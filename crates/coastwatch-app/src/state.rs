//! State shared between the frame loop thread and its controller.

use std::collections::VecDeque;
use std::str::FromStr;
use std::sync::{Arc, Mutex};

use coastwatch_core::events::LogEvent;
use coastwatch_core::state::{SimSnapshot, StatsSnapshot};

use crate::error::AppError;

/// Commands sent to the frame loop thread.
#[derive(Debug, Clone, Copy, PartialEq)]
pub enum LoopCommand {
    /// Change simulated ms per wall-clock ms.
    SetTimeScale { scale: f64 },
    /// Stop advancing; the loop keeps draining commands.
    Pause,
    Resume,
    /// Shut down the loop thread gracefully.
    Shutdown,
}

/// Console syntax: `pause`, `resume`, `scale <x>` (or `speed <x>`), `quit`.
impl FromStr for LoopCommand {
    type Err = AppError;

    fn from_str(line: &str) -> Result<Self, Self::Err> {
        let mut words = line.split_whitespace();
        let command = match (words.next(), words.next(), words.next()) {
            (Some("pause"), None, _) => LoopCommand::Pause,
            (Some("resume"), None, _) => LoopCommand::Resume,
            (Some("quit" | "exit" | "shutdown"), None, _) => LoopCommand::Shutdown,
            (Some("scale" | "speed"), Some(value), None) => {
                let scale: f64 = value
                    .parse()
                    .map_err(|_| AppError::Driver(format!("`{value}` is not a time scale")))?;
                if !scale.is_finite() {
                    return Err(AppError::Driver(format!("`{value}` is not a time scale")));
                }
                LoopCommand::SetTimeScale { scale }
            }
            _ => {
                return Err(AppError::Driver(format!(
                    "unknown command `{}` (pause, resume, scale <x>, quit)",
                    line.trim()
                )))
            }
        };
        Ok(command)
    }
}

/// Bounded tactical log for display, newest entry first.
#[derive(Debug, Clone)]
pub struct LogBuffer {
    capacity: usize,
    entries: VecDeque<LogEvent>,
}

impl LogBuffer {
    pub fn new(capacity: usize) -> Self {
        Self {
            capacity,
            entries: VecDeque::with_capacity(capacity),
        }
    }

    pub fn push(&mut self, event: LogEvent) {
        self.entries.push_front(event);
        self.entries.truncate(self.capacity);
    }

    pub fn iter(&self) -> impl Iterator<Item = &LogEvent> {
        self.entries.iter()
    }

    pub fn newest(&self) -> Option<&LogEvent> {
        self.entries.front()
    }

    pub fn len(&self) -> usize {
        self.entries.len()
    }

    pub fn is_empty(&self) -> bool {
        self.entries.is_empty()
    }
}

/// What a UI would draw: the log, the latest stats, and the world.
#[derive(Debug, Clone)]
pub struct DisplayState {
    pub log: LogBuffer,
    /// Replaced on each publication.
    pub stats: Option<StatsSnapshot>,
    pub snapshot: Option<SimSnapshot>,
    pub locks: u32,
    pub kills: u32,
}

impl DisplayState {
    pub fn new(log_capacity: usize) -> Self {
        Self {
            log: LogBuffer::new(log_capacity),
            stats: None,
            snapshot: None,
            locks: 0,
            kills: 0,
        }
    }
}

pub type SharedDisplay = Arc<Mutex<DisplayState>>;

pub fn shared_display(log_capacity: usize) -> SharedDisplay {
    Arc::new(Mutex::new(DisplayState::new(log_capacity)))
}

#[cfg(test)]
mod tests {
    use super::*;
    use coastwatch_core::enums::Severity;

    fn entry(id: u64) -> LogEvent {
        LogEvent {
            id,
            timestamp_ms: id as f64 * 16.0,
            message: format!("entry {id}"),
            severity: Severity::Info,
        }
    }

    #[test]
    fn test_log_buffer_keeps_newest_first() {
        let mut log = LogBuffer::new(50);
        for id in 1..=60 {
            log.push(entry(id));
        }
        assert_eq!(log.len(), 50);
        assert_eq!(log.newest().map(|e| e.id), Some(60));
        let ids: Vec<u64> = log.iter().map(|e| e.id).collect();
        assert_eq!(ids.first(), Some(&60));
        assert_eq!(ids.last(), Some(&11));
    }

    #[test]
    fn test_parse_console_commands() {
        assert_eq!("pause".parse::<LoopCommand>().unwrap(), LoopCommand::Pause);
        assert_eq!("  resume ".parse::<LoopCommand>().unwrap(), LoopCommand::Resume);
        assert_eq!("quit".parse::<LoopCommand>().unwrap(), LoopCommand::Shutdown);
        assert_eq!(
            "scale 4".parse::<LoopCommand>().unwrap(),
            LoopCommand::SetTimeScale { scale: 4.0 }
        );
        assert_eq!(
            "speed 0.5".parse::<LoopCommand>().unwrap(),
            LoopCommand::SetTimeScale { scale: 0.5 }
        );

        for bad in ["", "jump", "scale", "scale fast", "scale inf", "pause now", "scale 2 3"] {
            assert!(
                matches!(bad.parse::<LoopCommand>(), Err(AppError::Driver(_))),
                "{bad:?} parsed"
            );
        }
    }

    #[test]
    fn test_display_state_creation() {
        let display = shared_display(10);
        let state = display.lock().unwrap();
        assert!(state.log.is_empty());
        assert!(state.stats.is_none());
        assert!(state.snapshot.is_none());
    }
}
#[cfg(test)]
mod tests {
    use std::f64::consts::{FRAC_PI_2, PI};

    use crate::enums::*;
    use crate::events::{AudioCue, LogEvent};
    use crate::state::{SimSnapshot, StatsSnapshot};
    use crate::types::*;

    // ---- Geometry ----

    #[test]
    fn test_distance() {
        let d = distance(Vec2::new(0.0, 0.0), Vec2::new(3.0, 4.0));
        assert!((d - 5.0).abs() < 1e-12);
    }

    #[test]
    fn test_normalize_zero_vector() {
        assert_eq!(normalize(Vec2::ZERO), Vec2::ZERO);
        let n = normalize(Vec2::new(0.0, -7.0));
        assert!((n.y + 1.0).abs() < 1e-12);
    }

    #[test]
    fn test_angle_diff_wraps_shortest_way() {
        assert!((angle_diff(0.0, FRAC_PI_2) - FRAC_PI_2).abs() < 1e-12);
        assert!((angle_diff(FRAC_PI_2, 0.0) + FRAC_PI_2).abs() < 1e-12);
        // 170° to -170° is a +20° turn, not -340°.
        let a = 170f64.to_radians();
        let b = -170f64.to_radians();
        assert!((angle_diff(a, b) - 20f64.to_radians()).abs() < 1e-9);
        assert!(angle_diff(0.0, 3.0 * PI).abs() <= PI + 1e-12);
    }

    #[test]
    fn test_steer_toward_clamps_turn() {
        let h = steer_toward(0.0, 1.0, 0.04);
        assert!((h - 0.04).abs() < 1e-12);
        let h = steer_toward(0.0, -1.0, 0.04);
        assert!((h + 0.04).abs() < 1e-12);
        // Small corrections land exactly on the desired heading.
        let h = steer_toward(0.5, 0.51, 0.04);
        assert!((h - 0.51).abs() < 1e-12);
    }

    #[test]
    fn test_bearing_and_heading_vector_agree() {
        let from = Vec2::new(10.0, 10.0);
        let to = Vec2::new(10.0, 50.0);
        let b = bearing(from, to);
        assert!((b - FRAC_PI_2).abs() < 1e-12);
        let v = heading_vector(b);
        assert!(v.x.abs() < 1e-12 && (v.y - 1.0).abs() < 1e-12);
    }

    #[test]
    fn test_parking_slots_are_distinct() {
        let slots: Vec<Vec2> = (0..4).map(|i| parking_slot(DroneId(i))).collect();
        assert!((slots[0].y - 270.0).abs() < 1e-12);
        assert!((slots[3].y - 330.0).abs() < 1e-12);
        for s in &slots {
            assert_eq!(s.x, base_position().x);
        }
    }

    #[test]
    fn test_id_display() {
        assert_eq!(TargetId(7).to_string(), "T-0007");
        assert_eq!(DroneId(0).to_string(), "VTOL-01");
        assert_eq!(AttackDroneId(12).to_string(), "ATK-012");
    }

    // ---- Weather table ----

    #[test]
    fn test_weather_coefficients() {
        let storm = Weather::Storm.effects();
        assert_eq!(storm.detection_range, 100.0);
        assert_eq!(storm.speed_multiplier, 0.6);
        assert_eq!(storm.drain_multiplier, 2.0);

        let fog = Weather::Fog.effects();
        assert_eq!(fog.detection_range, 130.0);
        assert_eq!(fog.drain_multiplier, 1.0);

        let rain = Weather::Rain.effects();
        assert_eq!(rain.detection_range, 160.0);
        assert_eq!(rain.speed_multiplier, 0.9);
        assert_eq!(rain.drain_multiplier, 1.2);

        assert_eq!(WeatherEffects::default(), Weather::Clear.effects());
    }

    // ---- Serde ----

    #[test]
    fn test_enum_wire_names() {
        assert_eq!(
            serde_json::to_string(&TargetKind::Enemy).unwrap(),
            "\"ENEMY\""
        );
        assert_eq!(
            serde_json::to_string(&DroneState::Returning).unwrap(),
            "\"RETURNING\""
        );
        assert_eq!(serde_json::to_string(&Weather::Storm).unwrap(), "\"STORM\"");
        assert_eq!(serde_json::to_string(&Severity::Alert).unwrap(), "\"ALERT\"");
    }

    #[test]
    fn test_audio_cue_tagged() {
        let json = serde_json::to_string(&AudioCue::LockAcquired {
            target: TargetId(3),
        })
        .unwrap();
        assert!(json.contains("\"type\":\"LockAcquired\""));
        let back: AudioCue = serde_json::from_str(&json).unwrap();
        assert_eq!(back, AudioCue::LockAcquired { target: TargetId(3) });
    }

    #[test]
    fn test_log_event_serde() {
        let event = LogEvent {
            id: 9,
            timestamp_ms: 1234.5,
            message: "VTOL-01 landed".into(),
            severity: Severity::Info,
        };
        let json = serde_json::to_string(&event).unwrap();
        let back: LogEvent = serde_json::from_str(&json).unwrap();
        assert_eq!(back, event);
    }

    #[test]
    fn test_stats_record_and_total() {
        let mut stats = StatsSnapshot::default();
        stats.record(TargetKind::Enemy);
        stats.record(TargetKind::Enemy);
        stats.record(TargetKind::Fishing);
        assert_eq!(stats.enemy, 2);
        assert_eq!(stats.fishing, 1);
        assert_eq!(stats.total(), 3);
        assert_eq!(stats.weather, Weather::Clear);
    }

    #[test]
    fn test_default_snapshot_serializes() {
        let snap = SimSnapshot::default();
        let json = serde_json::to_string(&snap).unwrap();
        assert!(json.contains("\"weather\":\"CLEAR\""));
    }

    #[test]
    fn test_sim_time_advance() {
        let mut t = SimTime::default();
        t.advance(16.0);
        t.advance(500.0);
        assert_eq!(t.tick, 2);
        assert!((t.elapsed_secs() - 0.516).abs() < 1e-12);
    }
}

What to produce
Each line of the material that has "struct" in it should be counted; reply with that number alone.

Completed exercise
2